We’ll never get enough of our listeners’ letters of growing up in whichever religious community they did. And this week we had TWO Mennonite stories, a Jesus alter, and
Here are the letters we read on the podcast:
From Anonymous Mennonite:
Hey Karen and Bonnie!
I just want to say I LOVE your podcast! It gives me way more life than Jesus ever did.
Over the years my family attended basically every kind of church in search of God’s will for us: Methodist, Presbyterian, a Non-denominational mega-church, a small Southern Baptist church that met in a public school, charismatic churches, a Pentecostal church….so many sometimes I lose track! I guess we were chasing the anointing or something. God works in mysterious ways.
However the crowning jewel in my church attendance tiara is the two years when my family became Mennonites. My parents were not born Mennonites….that’s just what they felt God was calling us to be.

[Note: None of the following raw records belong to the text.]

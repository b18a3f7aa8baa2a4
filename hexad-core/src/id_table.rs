//! IdTable - the columnar tuple carrier
//!
//! An `IdTable` is a fixed-column-count matrix of `Id`s. Every operator
//! consumes and produces `IdTable`s (directly, or chunk-wise through a lazy
//! result).
//!
//! Column storage is behind `Arc`, so cloning a table is cheap and shares
//! the data; the first mutation of a shared table copies the affected
//! columns (`Arc::make_mut`).

use crate::id::Id;
use std::sync::Arc;

/// Row-addressable table of `Id`s with a fixed number of columns.
///
/// # Invariants
///
/// - Every column has exactly `num_rows` entries
/// - `push_row` takes exactly `num_columns` values
#[derive(Clone, Debug, PartialEq, Eq)]
pub struct IdTable {
    columns: Vec<Arc<Vec<Id>>>,
    // Tracked separately so zero-column tables can still have rows.
    num_rows: usize,
}

impl IdTable {
    /// Create an empty table with the given column count.
    pub fn new(num_columns: usize) -> Self {
        Self {
            columns: (0..num_columns).map(|_| Arc::new(Vec::new())).collect(),
            num_rows: 0,
        }
    }

    /// Create an empty table with row capacity reserved in every column.
    pub fn with_capacity(num_columns: usize, rows: usize) -> Self {
        Self {
            columns: (0..num_columns)
                .map(|_| Arc::new(Vec::with_capacity(rows)))
                .collect(),
            num_rows: 0,
        }
    }

    /// Build a table from explicit rows. Handy in tests and small operators.
    ///
    /// # Panics
    ///
    /// Panics if any row does not have `num_columns` entries.
    pub fn from_rows(num_columns: usize, rows: &[Vec<Id>]) -> Self {
        let mut table = Self::with_capacity(num_columns, rows.len());
        for row in rows {
            table.push_row(row);
        }
        table
    }

    /// Number of columns.
    pub fn num_columns(&self) -> usize {
        self.columns.len()
    }

    /// Number of rows.
    pub fn num_rows(&self) -> usize {
        self.num_rows
    }

    /// Whether the table has no rows.
    pub fn is_empty(&self) -> bool {
        self.num_rows == 0
    }

    /// Append one row.
    ///
    /// # Panics
    ///
    /// Panics if `row.len() != num_columns`.
    pub fn push_row(&mut self, row: &[Id]) {
        assert_eq!(
            row.len(),
            self.columns.len(),
            "row arity must match the table's column count"
        );
        for (column, &value) in self.columns.iter_mut().zip(row) {
            Arc::make_mut(column).push(value);
        }
        self.num_rows += 1;
    }

    /// The value at `(row, column)`.
    pub fn at(&self, row: usize, column: usize) -> Id {
        self.columns[column][row]
    }

    /// One full column as a slice.
    pub fn column(&self, column: usize) -> &[Id] {
        &self.columns[column]
    }

    /// Iterate over the values of one row.
    pub fn row(&self, row: usize) -> impl Iterator<Item = Id> + '_ {
        self.columns.iter().map(move |column| column[row])
    }

    /// Collect one row into a vector.
    pub fn row_vec(&self, row: usize) -> Vec<Id> {
        self.row(row).collect()
    }

    /// Append all rows of `other`.
    ///
    /// # Panics
    ///
    /// Panics if the column counts differ.
    pub fn append(&mut self, other: &IdTable) {
        assert_eq!(
            self.num_columns(),
            other.num_columns(),
            "appended tables must have the same column count"
        );
        for (column, other_column) in self.columns.iter_mut().zip(&other.columns) {
            Arc::make_mut(column).extend_from_slice(other_column);
        }
        self.num_rows += other.num_rows;
    }

    /// Copy of the row window `[offset, offset + len)`, clamped to the table.
    pub fn window(&self, offset: usize, len: usize) -> IdTable {
        let start = offset.min(self.num_rows);
        let end = start.saturating_add(len).min(self.num_rows);
        let mut out = Self::with_capacity(self.num_columns(), end - start);
        for (column, source) in out.columns.iter_mut().zip(&self.columns) {
            Arc::make_mut(column).extend_from_slice(&source[start..end]);
        }
        out.num_rows = end - start;
        out
    }
}
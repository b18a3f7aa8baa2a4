//! Merging located delta triples into permutation scans
//!
//! For each visited block of a scan, the base rows are interleaved with the
//! block's located entries: a delete entry suppresses the base row it is
//! located at, an insert entry is emitted immediately before the base row
//! it was located at. Entries located at the phantom block (index
//! `num_blocks`) are appended after the last base block.
//!
//! Because entries are positioned by the rules in [`crate::located`], the
//! merged stream preserves the permutation's sort order by construction.

use crate::located::{DeltaKind, LocatedTriple};
use hexad_core::{IdTable, Permutation, SharedLocalVocab};
use std::collections::BTreeMap;

/// Interleave `entries` (sorted, all located in this block) with the base
/// rows of one block. Returns the merged rows.
pub fn merge_block_rows(
    base: &IdTable,
    entries: &[LocatedTriple],
    permutation: Permutation,
) -> IdTable {
    if entries.is_empty() {
        return base.clone();
    }

    let inserts = entries
        .iter()
        .filter(|e| e.kind == DeltaKind::Insert)
        .count();
    let mut merged = IdTable::with_capacity(3, base.num_rows() + inserts);

    let mut next_entry = 0;
    for row in 0..base.num_rows() {
        let mut suppressed = false;
        while next_entry < entries.len() && entries[next_entry].row_index == row {
            let entry = &entries[next_entry];
            match entry.kind {
                DeltaKind::Insert => merged.push_row(&permutation.key(&entry.triple)),
                DeltaKind::Delete => {
                    debug_assert_eq!(
                        permutation.key(&entry.triple),
                        [base.at(row, 0), base.at(row, 1), base.at(row, 2)],
                        "a delete entry must be located at the row it deletes"
                    );
                    suppressed = true;
                }
            }
            next_entry += 1;
        }
        if !suppressed {
            merged.push_row(&[base.at(row, 0), base.at(row, 1), base.at(row, 2)]);
        }
    }
    // Entries located one past the last row can only exist for the phantom
    // block, which is handled by `trailing_insert_rows`.
    debug_assert_eq!(next_entry, entries.len(), "unconsumed block entries");

    merged
}

/// Rows for insert entries located at the phantom block.
pub fn trailing_insert_rows(entries: &[LocatedTriple], permutation: Permutation) -> IdTable {
    let mut rows = IdTable::with_capacity(3, entries.len());
    for entry in entries {
        debug_assert_eq!(
            entry.kind,
            DeltaKind::Insert,
            "only insertions can be located past the last block"
        );
        rows.push_row(&permutation.key(&entry.triple));
    }
    rows
}

impl crate::located::LocatedTriplesPerBlock {
    /// Base rows of one block merged with this container's entries, read
    /// directly (callers holding the overlay lock; scans prefer a
    /// [`DeltaSnapshot`]).
    pub fn merge_into_block_scan(&self, block_index: usize, base: &IdTable) -> IdTable {
        let entries: Vec<LocatedTriple> = self.entries_for_block(block_index).copied().collect();
        merge_block_rows(base, &entries, self.permutation())
    }
}

/// Read-consistent copy of one permutation's located entries.
///
/// Taken under the overlay's read lock and consumed lock-free afterwards,
/// so a long scan never holds up writers.
#[derive(Debug)]
pub struct DeltaSnapshot {
    permutation: Permutation,
    blocks: BTreeMap<usize, Vec<LocatedTriple>>,
    local_vocab: SharedLocalVocab,
    epoch: u64,
}

impl DeltaSnapshot {
    pub(crate) fn new(
        permutation: Permutation,
        blocks: BTreeMap<usize, Vec<LocatedTriple>>,
        local_vocab: SharedLocalVocab,
        epoch: u64,
    ) -> Self {
        Self {
            permutation,
            blocks,
            local_vocab,
            epoch,
        }
    }

    /// Snapshot with no entries (scans without an overlay).
    pub fn empty(permutation: Permutation) -> Self {
        Self::new(permutation, BTreeMap::new(), SharedLocalVocab::default(), 0)
    }

    /// The permutation this snapshot belongs to.
    pub fn permutation(&self) -> Permutation {
        self.permutation
    }

    /// The overlay's local vocabulary at snapshot time.
    pub fn local_vocab(&self) -> &SharedLocalVocab {
        &self.local_vocab
    }

    /// The overlay epoch at snapshot time (cache-key ingredient).
    pub fn epoch(&self) -> u64 {
        self.epoch
    }

    /// Whether the snapshot carries no entries at all.
    pub fn is_empty(&self) -> bool {
        self.blocks.is_empty()
    }

    /// Sorted entries located in `block_index`.
    pub fn entries_for_block(&self, block_index: usize) -> &[LocatedTriple] {
        self.blocks.get(&block_index).map_or(&[], Vec::as_slice)
    }

    /// Base rows of one block merged with this snapshot's entries.
    pub fn merge_block(&self, block_index: usize, base: &IdTable) -> IdTable {
        merge_block_rows(base, self.entries_for_block(block_index), self.permutation)
    }

    /// Rows appended after the last base block (`num_blocks` = phantom).
    pub fn trailing_rows(&self, num_blocks: usize) -> IdTable {
        trailing_insert_rows(self.entries_for_block(num_blocks), self.permutation)
    }
}
//! The base-index interface consumed by the execution core
//!
//! The on-disk permutation storage is an external collaborator. The core
//! only needs, per permutation: the block layout (first/last triple and row
//! count of every block), the decompressed rows of one block, and a point
//! lookup. `TripleIndex` captures exactly that.
//!
//! `MemoryIndex` is the in-memory reference implementation. It is what the
//! test suites of all three crates run against, and it doubles as the
//! executable definition of the block layout rules.

use crate::error::{CoreError, Result};
use crate::id::Id;
use crate::id_table::IdTable;
use crate::permutation::Permutation;
use crate::triple::{IdTriple, TurtleTriple};
use rustc_hash::FxHashMap;
use std::cmp::Ordering;

/// Lexical lookup into the persistent vocabulary.
pub trait Vocabulary: Send + Sync {
    /// The word stored at `index`.
    fn word(&self, index: u64) -> Option<&str>;

    /// The index of `word`, if interned.
    fn index_of(&self, word: &str) -> Option<u64>;

    /// Number of interned words.
    fn len(&self) -> usize;

    /// Whether the vocabulary is empty.
    fn is_empty(&self) -> bool {
        self.len() == 0
    }
}

/// Layout of one block within a permutation.
#[derive(Clone, Debug)]
pub struct BlockMetadata {
    /// First triple stored in the block.
    pub first: IdTriple,
    /// Last triple stored in the block.
    pub last: IdTriple,
    /// Number of rows in the block.
    pub num_rows: usize,
}

/// The immutable base index, as seen by the execution core.
///
/// Implementations must uphold, for every permutation:
/// - blocks partition the permutation's triples in sort order
/// - `block(p, i)` returns `metadata(p)[i].num_rows` rows, three columns in
///   the permutation's key order, sorted
pub trait TripleIndex: Send + Sync {
    /// The persistent vocabulary.
    fn vocab(&self) -> &dyn Vocabulary;

    /// Block layout of one permutation, in block order.
    fn block_metadata(&self, permutation: Permutation) -> &[BlockMetadata];

    /// The decompressed rows of one block (three columns, key order).
    fn block(&self, permutation: Permutation, block_index: usize) -> Result<IdTable>;

    /// Point lookup: whether the triple is part of the base index.
    fn contains(&self, triple: &IdTriple) -> bool;

    /// Total number of triples.
    fn num_triples(&self) -> usize;
}

/// Sorted in-memory vocabulary backing [`MemoryIndex`].
#[derive(Debug, Default)]
pub struct MemoryVocabulary {
    words: Vec<String>,
    index: FxHashMap<String, u64>,
}

impl MemoryVocabulary {
    fn from_sorted(words: Vec<String>) -> Self {
        let index = words
            .iter()
            .enumerate()
            .map(|(i, w)| (w.clone(), i as u64))
            .collect();
        Self { words, index }
    }
}

impl Vocabulary for MemoryVocabulary {
    fn word(&self, index: u64) -> Option<&str> {
        self.words.get(index as usize).map(|w| w.as_str())
    }

    fn index_of(&self, word: &str) -> Option<u64> {
        self.index.get(word).copied()
    }

    fn len(&self) -> usize {
        self.words.len()
    }
}

struct PermutationData {
    blocks: Vec<IdTable>,
    metadata: Vec<BlockMetadata>,
}

/// In-memory reference implementation of [`TripleIndex`].
///
/// Terms are interned into a lexicographically sorted vocabulary, so the
/// bitwise order of vocabulary `Id`s coincides with lexical order.
pub struct MemoryIndex {
    vocab: MemoryVocabulary,
    permutations: [PermutationData; 6],
    num_triples: usize,
}

impl MemoryIndex {
    /// Build an index over `triples` with `block_size` rows per block.
    ///
    /// Duplicate triples are stored once.
    pub fn build(triples: &[TurtleTriple], block_size: usize) -> Result<Self> {
        if block_size == 0 {
            return Err(CoreError::InvalidBlockSize(block_size));
        }

        // Sorted vocabulary over all distinct terms.
        let mut words: Vec<String> = triples
            .iter()
            .flat_map(|t| [t.subject.clone(), t.predicate.clone(), t.object.clone()])
            .collect();
        words.sort();
        words.dedup();
        let vocab = MemoryVocabulary::from_sorted(words);

        let mut interned: Vec<IdTriple> = triples
            .iter()
            .map(|t| {
                let term = |word: &str| -> Result<Id> {
                    vocab
                        .index_of(word)
                        .map(Id::from_vocab_index)
                        .ok_or_else(|| CoreError::UnknownWord(word.to_string()))
                };
                Ok(IdTriple::new(
                    term(&t.subject)?,
                    term(&t.predicate)?,
                    term(&t.object)?,
                ))
            })
            .collect::<Result<_>>()?;
        interned.sort_by(|a, b| Permutation::Spo.compare(a, b));
        interned.dedup();
        let num_triples = interned.len();

        let permutations = Permutation::ALL
            .map(|permutation| Self::build_permutation(permutation, &interned, block_size));

        tracing::debug!(
            triples = num_triples,
            words = vocab.len(),
            block_size,
            "built in-memory index"
        );

        Ok(Self {
            vocab,
            permutations,
            num_triples,
        })
    }

    fn build_permutation(
        permutation: Permutation,
        triples: &[IdTriple],
        block_size: usize,
    ) -> PermutationData {
        let mut sorted = triples.to_vec();
        sorted.sort_by(|a, b| permutation.compare(a, b));

        let mut blocks = Vec::new();
        let mut metadata = Vec::new();
        for chunk in sorted.chunks(block_size) {
            let mut table = IdTable::with_capacity(3, chunk.len());
            for triple in chunk {
                table.push_row(&permutation.key(triple));
            }
            blocks.push(table);
            metadata.push(BlockMetadata {
                first: chunk[0],
                last: chunk[chunk.len() - 1],
                num_rows: chunk.len(),
            });
        }
        PermutationData { blocks, metadata }
    }
}

impl TripleIndex for MemoryIndex {
    fn vocab(&self) -> &dyn Vocabulary {
        &self.vocab
    }

    fn block_metadata(&self, permutation: Permutation) -> &[BlockMetadata] {
        &self.permutations[permutation.index()].metadata
    }

    fn block(&self, permutation: Permutation, block_index: usize) -> Result<IdTable> {
        let data = &self.permutations[permutation.index()];
        data.blocks
            .get(block_index)
            .cloned()
            .ok_or(CoreError::BlockOutOfRange {
                permutation: permutation.label(),
                block_index,
                num_blocks: data.blocks.len(),
            })
    }

    fn contains(&self, triple: &IdTriple) -> bool {
        let permutation = Permutation::Spo;
        let data = &self.permutations[permutation.index()];
        let block_index = data.metadata.partition_point(|meta| {
            permutation.compare(&meta.last, triple) == Ordering::Less
        });
        let Some(meta) = data.metadata.get(block_index) else {
            return false;
        };
        if permutation.compare(&meta.first, triple) == Ordering::Greater {
            return false;
        }
        let key = permutation.key(triple);
        let block = &data.blocks[block_index];
        (0..block.num_rows()).any(|row| {
            [block.at(row, 0), block.at(row, 1), block.at(row, 2)] == key
        })
    }

    fn num_triples(&self) -> usize {
        self.num_triples
    }
}
//! # Hexad Delta
//!
//! Overlay for triples inserted into or deleted from the base index after
//! its immutable build. How it works in principle:
//!
//! 1. For each delta triple, find its location in each of the six
//!    permutations (block index and row index within that block).
//! 2. Per permutation and block, keep a sorted list of the located delta
//!    triples ([`LocatedTriplesPerBlock`]).
//! 3. During a permutation scan, merge the relevant entries into each
//!    block's rows ([`merge_block_rows`]); the merged stream stays sorted
//!    by construction.
//!
//! # Design
//!
//! - **Stable handles**: located entries live in a slab; the sorted
//!   per-block sets store slab ids, so a handle survives unrelated
//!   insertions and erasures
//! - **Six-way synchronization**: [`DeltaTriples`] records, per pending
//!   triple, the six handles needed to undo it, and keeps the inserted and
//!   deleted sets disjoint
//! - **Snapshot reads**: scans copy one permutation's entries under a read
//!   lock ([`DeltaSnapshot`]); mutations only ever wait for that copy

pub mod delta;
pub mod error;
pub mod located;
pub mod merge;

pub use delta::{DeltaOutcome, DeltaStats, DeltaTriples, SharedDeltaTriples};
pub use error::{DeltaError, Result};
pub use located::{DeltaKind, LocatedTriple, LocatedTripleHandle, LocatedTriplesPerBlock};
pub use merge::{merge_block_rows, trailing_insert_rows, DeltaSnapshot};
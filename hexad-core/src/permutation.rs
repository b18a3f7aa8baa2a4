//! The six triple permutations
//!
//! Every triple is stored six times, once per ordering of its components.
//! A permutation defines (a) how a triple maps to a three-`Id` sort key and
//! (b) the induced total order on triples. Blocks, scans and located delta
//! triples are always relative to one permutation.

use crate::id::Id;
use crate::triple::IdTriple;
use std::cmp::Ordering;
use std::fmt;

/// One of the six orderings of the triple store.
#[derive(Clone, Copy, PartialEq, Eq, Hash, Debug)]
pub enum Permutation {
    Pso,
    Pos,
    Spo,
    Sop,
    Osp,
    Ops,
}

impl Permutation {
    /// All six permutations, in the canonical order used for handle arrays.
    pub const ALL: [Permutation; 6] = [
        Permutation::Pso,
        Permutation::Pos,
        Permutation::Spo,
        Permutation::Sop,
        Permutation::Osp,
        Permutation::Ops,
    ];

    /// Dense index of this permutation within [`Permutation::ALL`].
    pub fn index(self) -> usize {
        match self {
            Permutation::Pso => 0,
            Permutation::Pos => 1,
            Permutation::Spo => 2,
            Permutation::Sop => 3,
            Permutation::Osp => 4,
            Permutation::Ops => 5,
        }
    }

    /// Upper-case label (`"PSO"`, ...), used in cache keys and diagnostics.
    pub fn label(self) -> &'static str {
        match self {
            Permutation::Pso => "PSO",
            Permutation::Pos => "POS",
            Permutation::Spo => "SPO",
            Permutation::Sop => "SOP",
            Permutation::Osp => "OSP",
            Permutation::Ops => "OPS",
        }
    }

    /// The triple's components in this permutation's key order.
    pub fn key(self, triple: &IdTriple) -> [Id; 3] {
        let IdTriple {
            subject: s,
            predicate: p,
            object: o,
        } = *triple;
        match self {
            Permutation::Pso => [p, s, o],
            Permutation::Pos => [p, o, s],
            Permutation::Spo => [s, p, o],
            Permutation::Sop => [s, o, p],
            Permutation::Osp => [o, s, p],
            Permutation::Ops => [o, p, s],
        }
    }

    /// Rebuild an `IdTriple` from a key in this permutation's order.
    pub fn triple_from_key(self, key: [Id; 3]) -> IdTriple {
        let [k0, k1, k2] = key;
        match self {
            Permutation::Pso => IdTriple::new(k1, k0, k2),
            Permutation::Pos => IdTriple::new(k2, k0, k1),
            Permutation::Spo => IdTriple::new(k0, k1, k2),
            Permutation::Sop => IdTriple::new(k0, k2, k1),
            Permutation::Osp => IdTriple::new(k1, k2, k0),
            Permutation::Ops => IdTriple::new(k2, k1, k0),
        }
    }

    /// Column index of the subject within this permutation's key.
    pub fn subject_column(self) -> usize {
        match self {
            Permutation::Spo | Permutation::Sop => 0,
            Permutation::Pso | Permutation::Osp => 1,
            Permutation::Pos | Permutation::Ops => 2,
        }
    }

    /// Column index of the predicate within this permutation's key.
    pub fn predicate_column(self) -> usize {
        match self {
            Permutation::Pso | Permutation::Pos => 0,
            Permutation::Spo | Permutation::Ops => 1,
            Permutation::Sop | Permutation::Osp => 2,
        }
    }

    /// Column index of the object within this permutation's key.
    pub fn object_column(self) -> usize {
        match self {
            Permutation::Osp | Permutation::Ops => 0,
            Permutation::Pos | Permutation::Sop => 1,
            Permutation::Pso | Permutation::Spo => 2,
        }
    }

    /// Compare two triples under this permutation's order.
    pub fn compare(self, a: &IdTriple, b: &IdTriple) -> Ordering {
        self.key(a).cmp(&self.key(b))
    }
}

impl fmt::Display for Permutation {
    fn fmt(&self, f: &mut fmt::Formatter<'_>) -> fmt::Result {
        f.write_str(self.label())
    }
}

#[cfg(test)]
mod tests {
    use super::*;

    fn triple(s: u64, p: u64, o: u64) -> IdTriple {
        IdTriple::new(
            Id::from_vocab_index(s),
            Id::from_vocab_index(p),
            Id::from_vocab_index(o),
        )
    }

    #[test]
    fn test_key_orders_components() {
        let t = triple(1, 2, 3);
        assert_eq!(
            Permutation::Pso.key(&t),
            [
                Id::from_vocab_index(2),
                Id::from_vocab_index(1),
                Id::from_vocab_index(3)
            ]
        );
        assert_eq!(
            Permutation::Ops.key(&t),
            [
                Id::from_vocab_index(3),
                Id::from_vocab_index(2),
                Id::from_vocab_index(1)
            ]
        );
    }

    #[test]
    fn test_key_roundtrip_all_permutations() {
        let t = triple(10, 20, 30);
        for permutation in Permutation::ALL {
            let key = permutation.key(&t);
            assert_eq!(permutation.triple_from_key(key), t, "{}", permutation);
        }
    }

    #[test]
    fn test_component_columns_are_consistent_with_key() {
        let t = triple(10, 20, 30);
        for permutation in Permutation::ALL {
            let key = permutation.key(&t);
            assert_eq!(key[permutation.subject_column()], t.subject);
            assert_eq!(key[permutation.predicate_column()], t.predicate);
            assert_eq!(key[permutation.object_column()], t.object);
        }
    }

    #[test]
    fn test_compare_uses_permutation_order() {
        // a < b by object, but a > b by subject.
        let a = triple(2, 1, 1);
        let b = triple(1, 1, 2);
        assert_eq!(Permutation::Ops.compare(&a, &b), Ordering::Less);
        assert_eq!(Permutation::Spo.compare(&a, &b), Ordering::Greater);
    }
}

We actually moved STATES to begin this new lifestyle. We visited two churches to get a feel for which would best fit us. The first church we visited turned out to be too conservative for our comfort. If we joined this church, we could still drive a car, but it had to be painted black (to avoid being gaudy) and we would also have to remove the radio (to get rid of the temptation of worldly music). We women could only wear certain colors, though which ones have escaped my memory, and the ankle-length dresses could only be solid colors (no patterned fabric). We decided to try a different church.
The next church we ended up sticking with! It was more lenient in its standards. No required car colors, we could keep the radio (though you really should only listen to classical music or hymns sung a cappella), and dresses could be any color or patterned fabric! Just no red–red is the color of harlots.
I have to say, my favorite memory of our time there was when my parents and I told them we “went to see the orchestra.” We really went to a Trans Siberian Orchestra concert, but we were NOT supposed to listen to that evil genre of music called *rock*, so we had to leave out a few convenient details to get babysitters for my young siblings. I mean, it wasn’t technically a lie, right? There was a mini-orchestra!!
Anyway, I am no longer a Mennonite, nor do I attend church of any kind. In fact, I’m about as far from Mennonite as you can get! I have piercings and purple hair, I wear shorts and leggings, and I have a baby with my boyfriend. The most scandalous part is probably the shorts though.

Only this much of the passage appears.